Retro + Politan = Really Cool Stuff

Oh, yes. I’ll have one of each, please. Although, truthfully, that would be a lot of lamps. And pillows. Anyway, this is the home decor/interior design shop retropolitan, in Nashville, Tennessee‘s hip Hillsboro Village. Thankfully, you don’t have to be hip to go in and look around, which is what my husband and I did recently. We are in a continual dialogue about furnishing  and decorating our new house – it’s the first house we’ve bought and lived in together and we want it to reflect both of us. And by “dialogue,” you know I mean me saying, “Oh, this is wonderful! It would look so cute in our living beside the front windows” and him saying, “Uh, how many zeros are on that price tag again?” But retropolitan is the sort of place where you so wish you had lots of zeros to spend.

Spring Flings

Oh so pretty! I am in love with Target‘s new blue-and-white spring things. Just walking through the store makes me think of sunny days and ditching the boots and wool jackets and planning Easter dinner and those wonderful spring breaks.
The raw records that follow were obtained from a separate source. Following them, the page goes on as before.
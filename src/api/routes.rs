//! Route table.

use axum::middleware::{from_fn, from_fn_with_state};
use axum::routing::get;
use axum::Router;
use tower_http::trace::TraceLayer;

use super::{handlers, middleware, AppState};

/// Build the application router with all middleware applied.
pub fn create_router(state: AppState) -> Router {
    Router::new()
        .route("/", get(handlers::home))
        .route("/key", get(handlers::key))
        // Authenticated door API
        .route("/api/open", get(handlers::open))
        .route("/api/close", get(handlers::close))
        .route("/api/status", get(handlers::status))
        // Debug
        .route("/fopen", get(handlers::force_open))
        .route("/fclose", get(handlers::force_close))
        .route("/freset", get(handlers::reset))
        .layer(from_fn_with_state(state.clone(), middleware::refresh_hardware))
        .layer(from_fn(middleware::access_log))
        .layer(TraceLayer::new_for_http())
        .with_state(state)
}
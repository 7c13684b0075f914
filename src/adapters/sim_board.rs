//! Simulated board: a [`GpioBackend`] with door physics behind it.
//!
//! Used by the server when built without the `rpi` feature and by every
//! test. Pin handles share one board state; the door position is
//! integrated lazily from the injected [`Clock`] on each pin access, so a
//! [`SimClock`](super::time::SimClock) drives the whole thing without real
//! delay.
//!
//! The door moves at a constant rate while ENA is HIGH and the direction
//! pair is asymmetric (IN1 LOW / IN2 HIGH opens, IN1 HIGH / IN2 LOW
//! closes). The end-stop pulls the sensor line LOW once the door has
//! travelled the full distance, unless the board is jammed.

use core::convert::Infallible;
use core::time::Duration;
use std::collections::{BTreeMap, BTreeSet};
use std::sync::{Arc, Mutex, MutexGuard, PoisonError};

use embedded_hal::digital::{self, ErrorKind, ErrorType, InputPin, OutputPin};
use embedded_hal::pwm::{self, SetDutyCycle};

use crate::app::ports::{Clock, GpioBackend};
use crate::drivers::motor::Direction;
use crate::drivers::status_led::Color;
use crate::error::HardwareFault;
use crate::pins::PinMap;

/// Full travel time from closed to open.
pub const DEFAULT_TRAVEL: Duration = Duration::from_millis(3_000);

const PWM_MAX_DUTY: u16 = 255;

struct BoardState {
    pins: PinMap,
    clock: Arc<dyn Clock>,
    travel_ms: u64,
    position_ms: u64,
    last_update_ms: u64,
    jammed: bool,
    fail_reads: bool,
    levels: BTreeMap<u8, bool>,
    duty: BTreeMap<u8, (u16, u16)>,
    claimed: BTreeSet<u8>,
    pwm_allocations: u32,
    duty_writes: u32,
    releases: u32,
}

impl BoardState {
    fn motion(&self) -> Option<Direction> {
        let level = |pin| self.levels.get(&pin).copied().unwrap_or(false);
        if !level(self.pins.motor_enable) {
            return None;
        }
        match (level(self.pins.motor_in1), level(self.pins.motor_in2)) {
            (false, true) => Some(Direction::Open),
            (true, false) => Some(Direction::Close),
            _ => None,
        }
    }

    /// Move the door for the time elapsed since the last pin access.
    fn integrate(&mut self) {
        let now = self.clock.monotonic_ms();
        let dt = now.saturating_sub(self.last_update_ms);
        self.last_update_ms = now;
        match self.motion() {
            Some(Direction::Open) => {
                self.position_ms = (self.position_ms + dt).min(self.travel_ms);
            }
            Some(Direction::Close) => {
                self.position_ms = self.position_ms.saturating_sub(dt);
            }
            None => {}
        }
    }

    fn sensor_asserted(&self) -> bool {
        !self.jammed && self.position_ms >= self.travel_ms
    }
}

/// Cloneable handle to the simulated board.
#[derive(Clone)]
pub struct SimBoard {
    state: Arc<Mutex<BoardState>>,
}

impl SimBoard {
    /// A closed door on `pins`, timed by `clock`.
    pub fn new(pins: PinMap, clock: Arc<dyn Clock>) -> Self {
        let last_update_ms = clock.monotonic_ms();
        Self {
            state: Arc::new(Mutex::new(BoardState {
                pins,
                clock,
                travel_ms: DEFAULT_TRAVEL.as_millis() as u64,
                position_ms: 0,
                last_update_ms,
                jammed: false,
                fail_reads: false,
                levels: BTreeMap::new(),
                duty: BTreeMap::new(),
                claimed: BTreeSet::new(),
                pwm_allocations: 0,
                duty_writes: 0,
                releases: 0,
            })),
        }
    }

    pub fn with_travel(self, travel: Duration) -> Self {
        {
            let mut s = self.lock();
            s.travel_ms = travel.as_millis() as u64;
            s.position_ms = s.position_ms.min(s.travel_ms);
        }
        self
    }

    /// Place the door against its open end-stop.
    pub fn start_open(self) -> Self {
        {
            let mut s = self.lock();
            s.position_ms = s.travel_ms;
        }
        self
    }

    /// Block the end-stop: the door still moves but the sensor never asserts.
    pub fn set_jammed(&self, jammed: bool) {
        self.lock().jammed = jammed;
    }

    /// Make every sensor read fail until cleared.
    pub fn set_fail_reads(&self, fail: bool) {
        self.lock().fail_reads = fail;
    }

    pub fn level(&self, pin: u8) -> Option<bool> {
        self.lock().levels.get(&pin).copied()
    }

    /// Colour currently shown on the RGB channels, `None` while unallocated.
    pub fn led_colour(&self) -> Option<Color> {
        let s = self.lock();
        let [r, g, b] = s.pins.led().map(|pin| {
            s.duty
                .get(&pin)
                .map(|&(duty, max)| (u32::from(duty) * 255 / u32::from(max.max(1))) as u8)
        });
        Some(Color::new(r?, g?, b?))
    }

    pub fn motion(&self) -> Option<Direction> {
        self.lock().motion()
    }

    pub fn is_fully_open(&self) -> bool {
        let mut s = self.lock();
        s.integrate();
        s.sensor_asserted()
    }

    /// Door position from 0.0 (closed) to 1.0 (open).
    pub fn position(&self) -> f32 {
        let mut s = self.lock();
        s.integrate();
        s.position_ms as f32 / s.travel_ms.max(1) as f32
    }

    pub fn pwm_allocations(&self) -> u32 {
        self.lock().pwm_allocations
    }

    pub fn duty_writes(&self) -> u32 {
        self.lock().duty_writes
    }

    pub fn releases(&self) -> u32 {
        self.lock().releases
    }

    fn lock(&self) -> MutexGuard<'_, BoardState> {
        self.state.lock().unwrap_or_else(PoisonError::into_inner)
    }

    fn claim(&self, pin: u8) -> Result<(), HardwareFault> {
        let mut s = self.lock();
        if !s.claimed.insert(pin) {
            return Err(HardwareFault::PinUnavailable(pin));
        }
        Ok(())
    }

    fn unclaim(&self, pin: u8) {
        self.lock().claimed.remove(&pin);
    }
}

impl GpioBackend for SimBoard {
    type Output = SimOutput;
    type Input = SimInput;
    type Pwm = SimPwm;

    fn output(&mut self, pin: u8) -> Result<SimOutput, HardwareFault> {
        self.claim(pin)?;
        let mut s = self.lock();
        s.integrate();
        s.levels.insert(pin, false);
        drop(s);
        Ok(SimOutput {
            board: self.clone(),
            pin,
        })
    }

    fn input_pull_up(&mut self, pin: u8) -> Result<SimInput, HardwareFault> {
        self.claim(pin)?;
        Ok(SimInput {
            board: self.clone(),
            pin,
        })
    }

    fn pwm(&mut self, pin: u8, _frequency_hz: u32) -> Result<SimPwm, HardwareFault> {
        self.claim(pin)?;
        let mut s = self.lock();
        s.pwm_allocations += 1;
        s.duty.insert(pin, (0, PWM_MAX_DUTY));
        drop(s);
        Ok(SimPwm {
            board: self.clone(),
            pin,
        })
    }

    fn release_all(&mut self) {
        let mut s = self.lock();
        s.integrate();
        s.levels.clear();
        s.duty.clear();
        s.claimed.clear();
        s.releases += 1;
    }
}

// ── Pin handles ───────────────────────────────────────────────

pub struct SimOutput {
    board: SimBoard,
    pin: u8,
}

impl ErrorType for SimOutput {
    type Error = Infallible;
}

impl OutputPin for SimOutput {
    fn set_low(&mut self) -> Result<(), Infallible> {
        let mut s = self.board.lock();
        s.integrate();
        s.levels.insert(self.pin, false);
        Ok(())
    }

    fn set_high(&mut self) -> Result<(), Infallible> {
        let mut s = self.board.lock();
        s.integrate();
        s.levels.insert(self.pin, true);
        Ok(())
    }
}

impl Drop for SimOutput {
    fn drop(&mut self) {
        self.board.unclaim(self.pin);
    }
}

/// Injected read failure.
#[derive(Debug, Clone, Copy)]
pub struct SimReadError;

impl digital::Error for SimReadError {
    fn kind(&self) -> ErrorKind {
        ErrorKind::Other
    }
}

pub struct SimInput {
    board: SimBoard,
    pin: u8,
}

impl SimInput {
    fn level(&mut self) -> Result<bool, SimReadError> {
        let mut s = self.board.lock();
        if s.fail_reads {
            return Err(SimReadError);
        }
        s.integrate();
        if self.pin == s.pins.position_sensor {
            Ok(!s.sensor_asserted())
        } else {
            // Floating inputs sit at the pull-up.
            Ok(true)
        }
    }
}

impl ErrorType for SimInput {
    type Error = SimReadError;
}

impl InputPin for SimInput {
    fn is_high(&mut self) -> Result<bool, SimReadError> {
        self.level()
    }

    fn is_low(&mut self) -> Result<bool, SimReadError> {
        self.level().map(|high| !high)
    }
}

impl Drop for SimInput {
    fn drop(&mut self) {
        self.board.unclaim(self.pin);
    }
}

pub struct SimPwm {
    board: SimBoard,
    pin: u8,
}

impl pwm::ErrorType for SimPwm {
    type Error = Infallible;
}

impl SetDutyCycle for SimPwm {
    fn max_duty_cycle(&self) -> u16 {
        PWM_MAX_DUTY
    }

    fn set_duty_cycle(&mut self, duty: u16) -> Result<(), Infallible> {
        let mut s = self.board.lock();
        s.duty.insert(self.pin, (duty, PWM_MAX_DUTY));
        s.duty_writes += 1;
        Ok(())
    }
}

impl Drop for SimPwm {
    fn drop(&mut self) {
        self.board.unclaim(self.pin);
    }
}
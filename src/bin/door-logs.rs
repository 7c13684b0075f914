//! Door opener log viewer.
//!
//! ```text
//! door-logs all
//! door-logs ip 192.168.1.20
//! door-logs date 2026-10-17
//! ```

use std::path::PathBuf;

use anyhow::Context;
use chrono::NaiveDate;
use clap::{Parser, Subcommand};

use door_opener::logs::{self, LogFilter};

#[derive(Parser)]
#[command(name = "door-logs")]
#[command(version)]
#[command(about = "Print the door opener server log, optionally filtered", long_about = None)]
struct Args {
    /// Log file written by the server (--log-file)
    #[arg(short, long, default_value = logs::DEFAULT_LOG_FILE, env = "DOOR_LOG_FILE")]
    file: PathBuf,

    #[command(subcommand)]
    filter: Option<Filter>,
}

#[derive(Subcommand)]
enum Filter {
    /// Every line (default)
    All,
    /// Lines mentioning a client address
    Ip {
        /// Address or address fragment
        address: String,
    },
    /// Lines from one day
    Date {
        /// Day in YYYY-MM-DD form
        day: NaiveDate,
    },
}

impl From<Filter> for LogFilter {
    fn from(f: Filter) -> Self {
        match f {
            Filter::All => Self::All,
            Filter::Ip { address } => Self::Ip(address),
            Filter::Date { day } => Self::Date(day),
        }
    }
}

fn main() -> anyhow::Result<()> {
    let args = Args::parse();
    let filter = args.filter.map_or(LogFilter::All, LogFilter::from);

    let lines = logs::read_filtered(&args.file, &filter)
        .with_context(|| format!("reading {}", args.file.display()))?;

    println!("--- Door Opener Logs ---\n");
    for line in lines {
        println!("{line}");
    }
    Ok(())
}
//! Outbound door events.
//!
//! The [`DoorService`](super::service::DoorService) emits these through the
//! [`EventSink`](super::ports::EventSink) port. Adapters on the other side
//! decide what to do with them. Today that means log lines.

use super::commands::DoorIntent;
use crate::sensors::position::SensorReading;

/// Structured events emitted by the door core.
#[derive(Debug, Clone, PartialEq, Eq)]
pub enum DoorEvent {
    /// Hardware (re)initialized; carries the sensor reading taken right after.
    HardwareReady(SensorReading),

    /// Pins and PWM channels released.
    HardwareReleased,

    /// An authenticated command started driving the motor.
    CommandIssued(DoorIntent),

    /// The sensor confirmed the intended end state.
    Confirmed { intent: DoorIntent, elapsed_ms: u64 },

    /// The confirmation window elapsed without the intended end state.
    TimedOut { intent: DoorIntent, elapsed_ms: u64 },

    /// A debug route drove the motor directly, bypassing confirmation.
    ForcedDrive(DoorIntent),
}
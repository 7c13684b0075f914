//! Door opener library.
//!
//! Authenticated open/close of a motorized door with end-stop confirmation
//! and an RGB status indicator. Hardware is reached only through the port
//! traits in [`app::ports`]; the Raspberry Pi backend is behind the `rpi`
//! feature, and the simulated board in [`adapters::sim_board`] is always
//! available for tests and host runs.

#![deny(unused_must_use)]

pub mod adapters;
pub mod api;
pub mod app;
pub mod auth;
pub mod config;
pub mod drivers;
pub mod error;
pub mod fsm;
pub mod logs;
pub mod pins;
pub mod sensors;

pub use error::{Error, Result};
//! Inbound commands to the door service.
//!
//! A [`DoorIntent`] is built per request by the HTTP layer and consumed by
//! the orchestrator. It never outlives the request.

use core::fmt;

use crate::sensors::position::SensorReading;

/// Which end state the caller asked for.
#[derive(Debug, Clone, Copy, PartialEq, Eq, Hash)]
pub enum DoorIntent {
    Open,
    Close,
}

impl DoorIntent {
    /// Whether `reading` is the end state this intent drives toward.
    ///
    /// Open is confirmed by the end-stop reporting fully open; Close is
    /// confirmed as soon as it no longer does.
    pub fn is_confirmed_by(self, reading: SensorReading) -> bool {
        match self {
            Self::Open => reading.is_open(),
            Self::Close => !reading.is_open(),
        }
    }

    /// The `is_open` value the status cache takes after confirmation.
    pub fn target_is_open(self) -> bool {
        matches!(self, Self::Open)
    }
}

impl fmt::Display for DoorIntent {
    fn fmt(&self, f: &mut fmt::Formatter<'_>) -> fmt::Result {
        match self {
            Self::Open => write!(f, "open"),
            Self::Close => write!(f, "close"),
        }
    }
}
These blue-and-white prints seem so fresh and clean — as if a warm spring breeze wafted through and banished winter. And, believe me, here in the South we definitely had winter this year. You know we got so used to snow that we sort of shrugged our shoulders whenever it was forecast yet again — and the frantic grocery-store runs dropped dramatically. But it’s time to forget winter. And, you know, looking at these prints makes me realize that we have no blue-and-white in our house. At all. We’ve got black-and-white. And soft greens. And splashes of orange and red. But no blues-and-whites. But I love these so much that I’m thinking “home re-do.” So excuse me while I go tell my husband  we’re going to redecorate. He’ll be so pleased.

The Perfect Business Day

One of my husband's favorite signs -- "'Maybe to maybe'?" he says. "Now, that's the way I'd run my business!" This is from a comic-book store in Florence, Alabama.

Drinking Outside the Box

When we were in Target the other day and I lost my husband for a few minutes (I was busy contemplating the pretty new blue-and-white dishes because you never can have enough coffee cups), I found him standing in the wine aisle, studying things. Things such as a Box o’ Wine. “How bad could it be, really?” he said, impressed with the pricing that equaled to four normal bottles of wine for the price of one box. So we took it home and tried it. And the answer is, “The more you drink, the better it gets.” There’s no complexity or layers of flavor, and it’s very grape juicey. With benefits. However, as Dear Husband pointed out, it’s okay to say you drank a whole bottle of wine, but you don’t want to say you drank a whole box. So we didn’t. Just.